→ DESCRIPTION OF THE TASK
The lines to retype are the one with "impl fmt::Display for" and all that follow it to the end of the entries below; copy them exactly and nothing else.

→ Saved entries
*** Block opens ***

pub mod services;
pub mod session;
pub mod time;
pub mod utils;

pub use session::Session;
pub use time::{Clock, FixedClock, SystemClock};
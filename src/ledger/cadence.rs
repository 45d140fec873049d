use std::fmt;

use chrono::{Duration, Months, NaiveDate};
use serde::{Deserialize, Serialize};

/// Spacing between generated installments.
#[derive(Debug, Clone, Copy, Serialize, Deserialize, PartialEq, Eq)]
#[serde(rename_all = "lowercase")]
pub enum Cadence {
    Weekly,
    Monthly,
}

impl Cadence {
    pub fn parse(value: &str) -> Option<Self> {
        match value.trim().to_ascii_lowercase().as_str() {
            "weekly" | "week" => Some(Cadence::Weekly),
            "monthly" | "month" => Some(Cadence::Monthly),
            _ => None,
        }
    }

    /// Date of installment `steps` counted from `start`.
    ///
    /// Monthly steps use calendar-month arithmetic and clamp to the last day
    /// of shorter months: 31 Jan plus one month is 29 Feb (or 28 Feb), not
    /// the 2 or 3 March that overflow-style day rollover would give. Counting
    /// from `start` keeps a 31st-of-month plan on the 31st whenever the month
    /// allows it. Returns `None` past the calendar range.
    pub fn nth_date(&self, start: NaiveDate, steps: u32) -> Option<NaiveDate> {
        match self {
            Cadence::Weekly => start.checked_add_signed(Duration::weeks(steps as i64)),
            Cadence::Monthly => start.checked_add_months(Months::new(steps)),
        }
    }

    pub fn label(&self) -> &'static str {
        match self {
            Cadence::Weekly => "Weekly",
            Cadence::Monthly => "Monthly",
        }
    }
}

impl fmt::Display for Cadence {
    fn fmt(&self, f: &mut fmt::Formatter<'_>) -> fmt::Result {
        f.write_str(self.label())
    }
}

/// Month following `(year, month0)`, rolling December into January of the next year.
pub(crate) fn next_month(year: i32, month0: u32) -> (i32, u32) {
    if month0 >= 11 {
        (year + 1, 0)
    } else {
        (year, month0 + 1)
    }
}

*** Block closes ***

→ RESPONSE FOR THIS EXERCISE
impl fmt::Display for Cadence {
    fn fmt(&self, f: &mut fmt::Formatter<'_>) -> fmt::Result {
        f.write_str(self.label())
    }
}

/// Month following `(year, month0)`, rolling December into January of the next year.
pub(crate) fn next_month(year: i32, month0: u32) -> (i32, u32) {
    if month0 >= 11 {
        (year + 1, 0)
    } else {
        (year, month0 + 1)
    }
}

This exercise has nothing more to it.